I have never liked saws where you have a table insert, they are a real pain when you are doing fine work but on a lot of machines you have to have the insert for blade changing so the clamps can pass through the table. On my Hegner I have a fine slot leading up to the blade and where the blade goes up and down there is a small aperture and this is just wonderful. Sadly I do not think Hegner are producing this cast iron table any longer and I have not seen it on other saws. I would avoid buying an excalibur, not a good machine. Look for a second hand Hegner or save up for a new one.

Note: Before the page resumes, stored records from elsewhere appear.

//! Plain text from word-processor documents (DOCX and ODT are both zipped XML).

use std::fs::File;
use std::io::Read;
use std::path::Path;

use quick_xml::Reader;
use quick_xml::escape::resolve_predefined_entity;
use quick_xml::events::Event;
use zip::ZipArchive;

use crate::error::{DunningError, Result};

/// Where a format keeps its body text and which elements end a line.
struct Layout {
    entry: &'static str,
    line_breaks: &'static [&'static [u8]],
    block_ends: &'static [&'static [u8]],
}

const DOCX: Layout = Layout {
    entry: "word/document.xml",
    line_breaks: &[b"br"],
    block_ends: &[b"p"],
};

const ODT: Layout = Layout {
    entry: "content.xml",
    line_breaks: &[b"line-break", b"br"],
    block_ends: &[b"p", b"h"],
};

pub fn extract_text_from_docx(p: &Path) -> Result<String> {
    extract(p, &DOCX)
}

pub fn extract_text_from_odt(p: &Path) -> Result<String> {
    extract(p, &ODT)
}

fn extract(p: &Path, layout: &Layout) -> Result<String> {
    let file = File::open(p)?;
    let mut zip = ZipArchive::new(file).map_err(|e| DunningError::document(p, e))?;
    let mut entry = zip
        .by_name(layout.entry)
        .map_err(|_| DunningError::document(p, format!("missing {}", layout.entry)))?;
    let mut xml = String::new();
    entry.read_to_string(&mut xml)?;
    parse_xml(&xml, layout).map_err(|reason| DunningError::document(p, reason))
}

fn parse_xml(xml: &str, layout: &Layout) -> std::result::Result<String, String> {
    let mut reader = Reader::from_str(xml);
    reader.config_mut().trim_text(true);
    let mut out = String::new();

    loop {
        match reader.read_event() {
            Ok(Event::Start(e)) | Ok(Event::Empty(e)) => {
                if layout.line_breaks.contains(&local_name(e.name().as_ref())) {
                    out.push('\n');
                }
            }
            Ok(Event::End(e)) => {
                if layout.block_ends.contains(&local_name(e.name().as_ref())) {
                    out.push('\n');
                }
            }
            Ok(Event::Text(t)) => {
                out.push_str(&t.decode().map_err(|e| e.to_string())?);
            }
            Ok(Event::GeneralRef(r)) => {
                if let Some(c) = r.resolve_char_ref().map_err(|e| e.to_string())? {
                    out.push(c);
                } else {
                    let name = r.decode().map_err(|e| e.to_string())?;
                    match resolve_predefined_entity(&name) {
                        Some(s) => out.push_str(s),
                        None => return Err(format!("unknown entity &{name};")),
                    }
                }
            }
            Ok(Event::Eof) => break,
            Err(e) => return Err(format!("XML parse failed: {e}")),
            _ => {}
        }
    }
    Ok(normalize_whitespace(&out))
}

fn local_name(name: &[u8]) -> &[u8] {
    match name.iter().rposition(|&b| b == b':') {
        Some(i) => &name[i + 1..],
        None => name,
    }
}

/// Trim every line, collapse runs of blank lines into one, drop trailing blanks.
fn normalize_whitespace(s: &str) -> String {
    let mut lines: Vec<&str> = Vec::new();
    for line in s.lines().map(str::trim) {
        if line.is_empty() && lines.last().is_none_or(|l| l.is_empty()) {
            continue;
        }
        lines.push(line);
    }
    while lines.last().is_some_and(|l| l.is_empty()) {
        lines.pop();
    }
    lines.join("\n")
}
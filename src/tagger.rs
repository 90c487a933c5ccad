//! Part-of-speech tagging of bare terms.
//!
//! Ranking only needs one tag per term, so a [`Tagger`] sees each term in isolation, without the
//! sentence it came from. Ambiguous words ("run", "present") get whatever tag the tagger prefers
//! for the word on its own.

use std::collections::HashMap;
use std::path::Path;

use log::debug;

use crate::error::{DunningError, Result};
use crate::source::TextSource;

/// Penn Treebank tag inventory.
pub const PENN_TAGS: &[&str] = &[
    "CC", "CD", "DT", "EX", "FW", "IN", "JJ", "JJR", "JJS", "LS", "MD", "NN", "NNS", "NNP", "NNPS",
    "PDT", "POS", "PRP", "PRP$", "RB", "RBR", "RBS", "RP", "SYM", "TO", "UH", "VB", "VBD", "VBG",
    "VBN", "VBP", "VBZ", "WDT", "WP", "WP$", "WRB", "$", "#", "``", "''", "(", ")", ",", ".", ":",
];

pub fn is_penn_tag(tag: &str) -> bool {
    PENN_TAGS.contains(&tag)
}

/// Assigns a single grammatical tag to a bare term.
pub trait Tagger {
    fn tag(&self, term: &str) -> String;
}

impl<F> Tagger for F
where
    F: Fn(&str) -> String,
{
    fn tag(&self, term: &str) -> String {
        self(term)
    }
}

// Closed-class English words, where suffix rules are useless.
const BUILTIN: &[(&str, &str)] = &[
    ("i", "PRP"),
    ("you", "PRP"),
    ("he", "PRP"),
    ("she", "PRP"),
    ("it", "PRP"),
    ("we", "PRP"),
    ("they", "PRP"),
    ("me", "PRP"),
    ("him", "PRP"),
    ("us", "PRP"),
    ("them", "PRP"),
    ("himself", "PRP"),
    ("herself", "PRP"),
    ("itself", "PRP"),
    ("myself", "PRP"),
    ("yourself", "PRP"),
    ("themselves", "PRP"),
    ("my", "PRP$"),
    ("your", "PRP$"),
    ("his", "PRP$"),
    ("her", "PRP$"),
    ("its", "PRP$"),
    ("our", "PRP$"),
    ("their", "PRP$"),
    ("who", "WP"),
    ("whom", "WP"),
    ("what", "WP"),
    ("whose", "WP$"),
    ("which", "WDT"),
    ("how", "WRB"),
    ("when", "WRB"),
    ("where", "WRB"),
    ("why", "WRB"),
    ("the", "DT"),
    ("a", "DT"),
    ("an", "DT"),
    ("this", "DT"),
    ("that", "DT"),
    ("these", "DT"),
    ("those", "DT"),
    ("and", "CC"),
    ("or", "CC"),
    ("but", "CC"),
    ("nor", "CC"),
    ("of", "IN"),
    ("in", "IN"),
    ("on", "IN"),
    ("at", "IN"),
    ("by", "IN"),
    ("for", "IN"),
    ("with", "IN"),
    ("from", "IN"),
    ("into", "IN"),
    ("upon", "IN"),
    ("as", "IN"),
    ("if", "IN"),
    ("to", "TO"),
    ("there", "EX"),
    ("can", "MD"),
    ("could", "MD"),
    ("may", "MD"),
    ("might", "MD"),
    ("must", "MD"),
    ("shall", "MD"),
    ("should", "MD"),
    ("will", "MD"),
    ("would", "MD"),
    ("be", "VB"),
    ("is", "VBZ"),
    ("am", "VBP"),
    ("are", "VBP"),
    ("was", "VBD"),
    ("were", "VBD"),
    ("been", "VBN"),
    ("being", "VBG"),
    ("has", "VBZ"),
    ("have", "VBP"),
    ("had", "VBD"),
    ("does", "VBZ"),
    ("do", "VBP"),
    ("did", "VBD"),
    ("said", "VBD"),
    ("went", "VBD"),
    ("came", "VBD"),
    ("saw", "VBD"),
    ("felt", "VBD"),
    ("thought", "VBD"),
    ("knew", "VBD"),
    ("told", "VBD"),
    ("not", "RB"),
    ("very", "RB"),
    ("never", "RB"),
    ("always", "RB"),
    ("often", "RB"),
    ("also", "RB"),
    ("again", "RB"),
    ("still", "RB"),
    ("then", "RB"),
    ("now", "RB"),
    ("here", "RB"),
    ("more", "RBR"),
    ("less", "RBR"),
    ("most", "RBS"),
    ("good", "JJ"),
    ("bad", "JJ"),
    ("old", "JJ"),
    ("young", "JJ"),
    ("little", "JJ"),
    ("great", "JJ"),
    ("poor", "JJ"),
    ("rich", "JJ"),
    ("happy", "JJ"),
    ("better", "JJR"),
    ("worse", "JJR"),
    ("best", "JJS"),
    ("worst", "JJS"),
    ("oh", "UH"),
];

/// Lexicon lookup with suffix heuristics for unknown words.
///
/// Lookup order: user lexicon, built-in closed-class words, suffix rules, then `NN`.
#[derive(Debug, Clone)]
pub struct LexiconTagger {
    lexicon: HashMap<String, String>,
}

impl Default for LexiconTagger {
    fn default() -> Self {
        Self::new()
    }
}

impl LexiconTagger {
    /// Built-in words and suffix rules only.
    pub fn new() -> Self {
        Self {
            lexicon: HashMap::new(),
        }
    }

    pub fn with_entries<I, K, V>(entries: I) -> Self
    where
        I: IntoIterator<Item = (K, V)>,
        K: Into<String>,
        V: Into<String>,
    {
        Self {
            lexicon: entries
                .into_iter()
                .map(|(k, v)| (k.into().to_lowercase(), v.into()))
                .collect(),
        }
    }

    /// Load `term,tag` rows (tab-separated for `.tsv`). Tags outside the Penn inventory are
    /// rejected so that a typo cannot silently empty a filter.
    pub fn from_path(source: &dyn TextSource, path: &Path) -> Result<Self> {
        let rows = source.read_rows(path)?;
        let mut lexicon = HashMap::with_capacity(rows.len());
        for (line, row) in rows.iter().enumerate() {
            let (term, tag) = match row.as_slice() {
                [term, tag, ..] => (term.trim(), tag.trim()),
                _ => {
                    return Err(DunningError::invalid_table(
                        path,
                        format!("row {} needs a term and a tag", line + 1),
                    ));
                }
            };
            if !is_penn_tag(tag) {
                // Tolerate a header row.
                if line == 0 {
                    continue;
                }
                return Err(DunningError::invalid_table(
                    path,
                    format!("row {}: unknown tag '{tag}'", line + 1),
                ));
            }
            lexicon.insert(term.to_lowercase(), tag.to_string());
        }
        debug!("loaded {} lexicon entries from {}", lexicon.len(), path.display());
        Ok(Self { lexicon })
    }

    pub fn len(&self) -> usize {
        self.lexicon.len()
    }

    pub fn is_empty(&self) -> bool {
        self.lexicon.is_empty()
    }
}

impl Tagger for LexiconTagger {
    fn tag(&self, term: &str) -> String {
        let lower = term.to_lowercase();
        if let Some(tag) = self.lexicon.get(&lower) {
            return tag.clone();
        }
        if let Some((_, tag)) = BUILTIN.iter().find(|(w, _)| *w == lower) {
            return (*tag).to_string();
        }
        suffix_tag(&lower).to_string()
    }
}

fn suffix_tag(word: &str) -> &'static str {
    if word.is_empty() {
        return "NN";
    }
    if word.chars().all(|c| c.is_ascii_digit() || c == '.' || c == ',') {
        return "CD";
    }
    if !word.chars().any(char::is_alphanumeric) {
        return "SYM";
    }
    let rules: &[(&str, &str)] = &[
        ("ing", "VBG"),
        ("ed", "VBD"),
        ("ly", "RB"),
        ("ous", "JJ"),
        ("ful", "JJ"),
        ("less", "JJ"),
        ("able", "JJ"),
        ("ible", "JJ"),
        ("ive", "JJ"),
        ("ish", "JJ"),
        ("est", "JJS"),
        ("ness", "NN"),
        ("ment", "NN"),
        ("tion", "NN"),
        ("ize", "VB"),
        ("ise", "VB"),
        ("s", "NNS"),
    ];
    // Very short words ("red", "bed", "is") are too short for suffix rules.
    rules
        .iter()
        .find(|(suffix, _)| word.len() > suffix.len() + 2 && word.ends_with(suffix))
        .map(|(_, tag)| *tag)
        .unwrap_or("NN")
}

There are other scroll saws available and some are not to bad. Ideally the machine should have a cast iron table, variable speed, quick blade changing clamps and a good speed to name just some of the things I would look for in a scroll saw. Hope this helps.


----------



## M P Hales (29 Jan 2014)

Chippygeoff":2k1em58a said:


> The three things that give you some concern are very valid points. Firstly, vibration is difficult to control on the cheaper saws, even bolting them down they can still vibrate. The way to get the best from a scroll saw is to have a solid platform for it to sit on. My bench is made up of 2 layers of 4 x 2 and on top of that I have a layer of 18mm MDF. My Hegner is firmly bolted down at every point and I have no vibration whatsoever.
> 
> Your second point concerns the blower and again, on the cheaper machines they are not very efficient. I have no problems with mine but as you progress into your scroll saw work you may decide to rig up some form of dust extraction as I have, this will save you having to wear a mask.
> 
> ...





+1
Geoff knows what He's talking about

M


----------



## megga (30 Jan 2014)

Hi, thanks for the reply. Will be unable to bolt the saw down as i have limited space in my small corner of this world we live in (small man cave with two bench sander's, lathe, bandsaw, pilla drill, mortice machine and a table saw) so its all has to be stored when not in use. I have seen a peougeot saw for £250
http://www.ebay.co.uk/itm/Peugeot-400V- ... 636wt_1037

Not sure about them (well there cars are cr*p :mrgreen:


----------



## Chippygeoff (30 Jan 2014)

I have looked at the Peugeot saw and as the cheaper saws go the spec is not to bad. However. It states using pinned blades makes blade changing easy, just release the tension and the blade just pops out. With pinned blades you are severely limited with blade choice as to size and type etc. If you were planning to do some fine fret work or other pierced work which involves lots of internal cuts you may struggle to get a pinned blade to pass through the drill hole. It did state that it takes pinless blades as well and these would be your best bet as there is a huge range and a blade for every purpose but I feel you would need a quick release clamp, especially on the top arm. The speed range on this saw is very good and I know there are people on this forum who have the same saw imported by various firms who produce some really nice things. It also has a cast iron table , which is another good point.


----------



## Bryan Bennett (30 Jan 2014)

Megga a very warm welcome ,Geoff has answered all your requests in a very clear way which cannot be bettered.When I bought my machine ( a very long time ago ) there was not a place like this to receive advice. I was very fortunate to have bought a Hegner Multicut 1,the cheapest in the range.Until I came here ( 12 months ago ) I did not know that there were other scrollsaws about.

Bryan


----------



## martinka (30 Jan 2014)

One little trick to reduce vibration if you can't bolt the saw down permanently, but you need to be strong enough to move it around - bolt the saw to a piece of flagstone.


----------



## scrimper (30 Jan 2014)

I find that vibration is tiny on a Hegner even when just placed on a bench especially at the lower speeds. I have mine bolted to a sturdy purpose built stand on castors which can be moved around as required, I get zero vibration with this.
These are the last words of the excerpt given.